# Example of going from 2010 to 2012 - Tone Curve - Huge issue for me



## stayathomedad (Mar 7, 2012)

Here's my example - http://imgur.com/a/4eIgN

In LR4 after upgrading catalog from LR3.x

Image one is how I edited it in LR3

Image two is after clicking the ! and setting the camera cal from 2010  to 2012. Notice how the numbers stay the same in tone curve, but the  medium contrast is reset to linear.

Image three is same as image two, but I switched linear back to medium after the conversion.


----------



## sizzlingbadger (Mar 7, 2012)

The new 2012 process already has contrast 'built-in' so you don't need to change it to the medium tone curve. The 2010 process version will not always translate to the 2012 version without changes because it is so different. You don't have to update to 2012 if you like the output you already have with 2010. Once you get familiar with the new 2012 controls I think you will see it is better than 2010 but you have to re-learn the controls as they are different.
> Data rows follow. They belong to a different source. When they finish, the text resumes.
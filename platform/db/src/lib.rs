//! Document store with the policy engine wired in front of every operation.
//!
//! [`GuardedStore`] is the only data-access surface the HTTP layer sees.
//! Client-facing calls run as [`Actor::User`] and are judged by
//! `platform-authz` before any mutation is applied; [`Actor::Service`] is
//! the trusted path for server-side writers (notification fan-out, seeding)
//! and bypasses the engine the way an admin SDK bypasses platform rules.
//!
//! Decisions happen before storage is touched, so a denied request has no
//! partial effect to roll back.

use std::collections::{BTreeMap, HashMap};
use std::sync::{PoisonError, RwLock, RwLockReadGuard, RwLockWriteGuard};

use entity::Role;
use platform_authz::{
    AccessRequest, Collection, Decision, DenyReason, Operation, PolicyEngine, Principal,
    ProfileLookup,
};
use serde_json::Value;
use thiserror::Error;

#[derive(Debug, Error, PartialEq, Eq)]
pub enum StoreError {
    /// The policy engine returned DENY for an existing document.
    #[error("permission denied")]
    PermissionDenied,
    /// No such document. Distinct from DENY: absence itself is not
    /// protected data in this model.
    #[error("document not found")]
    NotFound,
    /// Proposed document failed a shape check; treated as a denial.
    #[error("malformed document: field `{0}`")]
    Malformed(&'static str),
    #[error("document already exists: {0}")]
    AlreadyExists(String),
}

pub type StoreResult<T> = Result<T, StoreError>;

/// Who is performing a store operation.
#[derive(Clone, Debug, Eq, PartialEq)]
pub enum Actor {
    /// Trusted server-side writer; not subject to the policy engine.
    Service,
    /// Authenticated end user, identified by verified uid.
    User(String),
}

impl Actor {
    pub fn user(uid: impl Into<String>) -> Self {
        Actor::User(uid.into())
    }
}

#[derive(Default, Debug)]
struct Collections {
    docs: HashMap<Collection, BTreeMap<String, Value>>,
}

impl Collections {
    fn doc(&self, collection: Collection, id: &str) -> Option<&Value> {
        self.docs.get(&collection).and_then(|docs| docs.get(id))
    }
}

impl ProfileLookup for Collections {
    fn role_of(&self, uid: &str) -> Option<Role> {
        self.doc(Collection::Users, uid)
            .and_then(|doc| doc.get("role"))
            .and_then(Value::as_str)
            .and_then(Role::parse)
    }
}

/// In-memory collections behind an `RwLock`, every client-facing operation
/// checked by the policy engine under the same lock as the one-hop profile
/// lookup.
#[derive(Default, Debug)]
pub struct GuardedStore {
    engine: PolicyEngine,
    collections: RwLock<Collections>,
}

impl GuardedStore {
    pub fn new() -> Self {
        Self::default()
    }

    fn read(&self) -> RwLockReadGuard<'_, Collections> {
        self.collections
            .read()
            .unwrap_or_else(PoisonError::into_inner)
    }

    fn write(&self) -> RwLockWriteGuard<'_, Collections> {
        self.collections
            .write()
            .unwrap_or_else(PoisonError::into_inner)
    }

    fn authorize(
        &self,
        cols: &Collections,
        uid: &str,
        operation: Operation,
        collection: Collection,
        document_id: &str,
        existing: Option<&Value>,
        proposed: Option<&Value>,
    ) -> StoreResult<()> {
        let principal = Principal::new(uid, cols.role_of(uid));
        let request = AccessRequest {
            principal: &principal,
            operation,
            collection,
            document_id,
            existing,
            proposed,
        };
        match self.engine.evaluate(cols, &request) {
            Decision::Allow => Ok(()),
            Decision::Deny(DenyReason::Forbidden) => Err(StoreError::PermissionDenied),
            Decision::Deny(DenyReason::Malformed(field)) => Err(StoreError::Malformed(field)),
        }
    }

    pub fn get(&self, actor: &Actor, collection: Collection, id: &str) -> StoreResult<Value> {
        let cols = self.read();
        let doc = cols.doc(collection, id).ok_or(StoreError::NotFound)?;
        if let Actor::User(uid) = actor {
            self.authorize(&cols, uid, Operation::Get, collection, id, Some(doc), None)?;
        }
        Ok(doc.clone())
    }

    /// Readable documents only: each candidate is judged as a get and
    /// silently omitted when denied.
    pub fn list(&self, actor: &Actor, collection: Collection) -> StoreResult<Vec<Value>> {
        let cols = self.read();
        let Some(docs) = cols.docs.get(&collection) else {
            return Ok(Vec::new());
        };
        match actor {
            Actor::Service => Ok(docs.values().cloned().collect()),
            Actor::User(uid) => {
                let principal = Principal::new(uid, cols.role_of(uid));
                let visible = docs
                    .iter()
                    .filter(|(id, doc)| {
                        let request = AccessRequest {
                            principal: &principal,
                            operation: Operation::Get,
                            collection,
                            document_id: id,
                            existing: Some(doc),
                            proposed: None,
                        };
                        self.engine.evaluate(&*cols, &request).is_allow()
                    })
                    .map(|(_, doc)| doc.clone())
                    .collect();
                Ok(visible)
            }
        }
    }

    pub fn create(
        &self,
        actor: &Actor,
        collection: Collection,
        id: &str,
        mut doc: Value,
    ) -> StoreResult<Value> {
        if !doc.is_object() {
            return Err(StoreError::Malformed("document"));
        }
        let mut cols = self.write();
        if cols.doc(collection, id).is_some() {
            return Err(StoreError::AlreadyExists(id.to_string()));
        }
        if let Actor::User(uid) = actor {
            self.authorize(&cols, uid, Operation::Create, collection, id, None, Some(&doc))?;
        }
        if let Some(map) = doc.as_object_mut() {
            map.entry("id")
                .or_insert_with(|| Value::String(id.to_string()));
        }
        cols.docs
            .entry(collection)
            .or_default()
            .insert(id.to_string(), doc.clone());
        Ok(doc)
    }

    /// Shallow-merges the patch over the stored document and authorizes the
    /// merged post-state, so a partial patch is judged with every untouched
    /// field still in view.
    pub fn update(
        &self,
        actor: &Actor,
        collection: Collection,
        id: &str,
        patch: Value,
    ) -> StoreResult<Value> {
        let Some(patch_fields) = patch.as_object() else {
            return Err(StoreError::Malformed("document"));
        };
        let mut cols = self.write();
        let existing = cols.doc(collection, id).ok_or(StoreError::NotFound)?.clone();
        let mut merged = existing.clone();
        if let Some(fields) = merged.as_object_mut() {
            for (key, value) in patch_fields {
                fields.insert(key.clone(), value.clone());
            }
        }
        if let Actor::User(uid) = actor {
            self.authorize(
                &cols,
                uid,
                Operation::Update,
                collection,
                id,
                Some(&existing),
                Some(&merged),
            )?;
        }
        cols.docs
            .entry(collection)
            .or_default()
            .insert(id.to_string(), merged.clone());
        Ok(merged)
    }

    pub fn delete(&self, actor: &Actor, collection: Collection, id: &str) -> StoreResult<()> {
        let mut cols = self.write();
        let existing = cols.doc(collection, id).ok_or(StoreError::NotFound)?.clone();
        if let Actor::User(uid) = actor {
            self.authorize(
                &cols,
                uid,
                Operation::Delete,
                collection,
                id,
                Some(&existing),
                None,
            )?;
        }
        if let Some(docs) = cols.docs.get_mut(&collection) {
            docs.remove(id);
        }
        Ok(())
    }
}

#[cfg(test)]
mod tests {
    use serde_json::json;

    use super::*;

    fn seeded() -> GuardedStore {
        let store = GuardedStore::new();
        let service = Actor::Service;
        for (id, role) in [
            ("admin_123", "admin"),
            ("staff_456", "staff"),
            ("client_789", "client"),
            ("client_901", "client"),
        ] {
            store
                .create(
                    &service,
                    Collection::Users,
                    id,
                    json!({
                        "id": id,
                        "email": format!("{id}@example.com"),
                        "name": id,
                        "role": role,
                        "status": "active",
                    }),
                )
                .unwrap();
        }
        store
            .create(
                &service,
                Collection::Applications,
                "app_123",
                json!({
                    "clientId": "client_789",
                    "assignedStaffId": "staff_456",
                    "company": "ACME",
                    "position": "Engineer",
                    "status": "applied",
                }),
            )
            .unwrap();
        store
            .create(
                &service,
                Collection::Notifications,
                "notif_1",
                json!({
                    "userId": "client_789",
                    "type": "applicationStatus",
                    "status": "delivered",
                    "read": false,
                    "metadata": {},
                }),
            )
            .unwrap();
        store
    }

    #[test]
    fn missing_document_is_not_found_denied_document_is_permission_denied() {
        let store = seeded();
        let client = Actor::user("client_789");
        assert_eq!(
            store.get(&client, Collection::Applications, "app_999"),
            Err(StoreError::NotFound)
        );
        let stranger = Actor::user("client_901");
        assert_eq!(
            store.get(&stranger, Collection::Applications, "app_123"),
            Err(StoreError::PermissionDenied)
        );
    }

    #[test]
    fn denied_update_leaves_document_untouched() {
        let store = seeded();
        let client = Actor::user("client_789");
        let before = store
            .get(&Actor::Service, Collection::Users, "admin_123")
            .unwrap();
        assert_eq!(
            store.update(
                &client,
                Collection::Users,
                "admin_123",
                json!({ "name": "Hacked Admin" }),
            ),
            Err(StoreError::PermissionDenied)
        );
        let after = store
            .get(&Actor::Service, Collection::Users, "admin_123")
            .unwrap();
        assert_eq!(before, after);
    }

    #[test]
    fn merge_patch_is_judged_on_post_state() {
        let store = seeded();
        let client = Actor::user("client_789");
        // Untouched fields stay visible to the policy: a partial patch
        // cannot smuggle a role change past the diff check.
        assert_eq!(
            store.update(
                &client,
                Collection::Users,
                "client_789",
                json!({ "role": "admin" }),
            ),
            Err(StoreError::PermissionDenied)
        );
        let updated = store
            .update(
                &client,
                Collection::Users,
                "client_789",
                json!({ "headline": "Open to work" }),
            )
            .unwrap();
        assert_eq!(updated["headline"], "Open to work");
        assert_eq!(updated["role"], "client");
    }

    #[test]
    fn list_filters_to_readable_documents() {
        let store = seeded();

        let staff_view = store
            .list(&Actor::user("staff_456"), Collection::Users)
            .unwrap();
        assert_eq!(staff_view.len(), 4);

        let client_view = store
            .list(&Actor::user("client_789"), Collection::Users)
            .unwrap();
        assert_eq!(client_view.len(), 1);
        assert_eq!(client_view[0]["id"], "client_789");

        let stranger_apps = store
            .list(&Actor::user("client_901"), Collection::Applications)
            .unwrap();
        assert!(stranger_apps.is_empty());
    }

    #[test]
    fn service_writes_bypass_the_policy() {
        let store = seeded();
        // No end user may create notifications, the service may.
        assert_eq!(
            store.create(
                &Actor::user("admin_123"),
                Collection::Notifications,
                "notif_2",
                json!({ "userId": "client_789", "type": "misc", "status": "delivered", "read": false, "metadata": {} }),
            ),
            Err(StoreError::PermissionDenied)
        );
        store
            .create(
                &Actor::Service,
                Collection::Notifications,
                "notif_2",
                json!({ "userId": "client_789", "type": "misc", "status": "delivered", "read": false, "metadata": {} }),
            )
            .unwrap();
    }

    #[test]
    fn fresh_identity_can_sign_up_once() {
        let store = seeded();
        let newcomer = Actor::user("newcomer_1");
        let doc = json!({
            "email": "new@example.com",
            "name": "New",
            "role": "client",
            "status": "pendingProfile",
        });
        let created = store
            .create(&newcomer, Collection::Users, "newcomer_1", doc.clone())
            .unwrap();
        assert_eq!(created["id"], "newcomer_1");
        assert_eq!(
            store.create(&newcomer, Collection::Users, "newcomer_1", doc),
            Err(StoreError::AlreadyExists("newcomer_1".into()))
        );
    }

    #[test]
    fn non_object_documents_are_rejected() {
        let store = seeded();
        assert_eq!(
            store.create(&Actor::Service, Collection::Messages, "msg_x", json!("nope")),
            Err(StoreError::Malformed("document"))
        );
        assert_eq!(
            store.update(&Actor::Service, Collection::Users, "client_789", json!(42)),
            Err(StoreError::Malformed("document"))
        );
    }
}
I think this will be a problem for a lot of people to be honest. It has taken me a while to stop thinking about the sliders in the same way as I did in 2010. If for example you use Highlights slider with the mind-set of the old Recovery slider you will struggle.

When we went from 2003 process to 2010 the changes were much more subtle and that also set some expectations that going from 2010 to 2012 would be a similar experience.


----------



## Denis de Gannes (Mar 7, 2012)

I think the dramatic change 2010 to 2012 caught those who did not use the benefit of the "beta" unprepared for the transition.


----------



## bobrobert (Mar 8, 2012)

I read it wasn't possible - I maybe wrong -  to import version 2010 to 2012???? It is early days and a good book is needed which may be a month away. Here is a good guide.

http://www.dpreview.com/articles/7481161037/lightroom-4-review


----------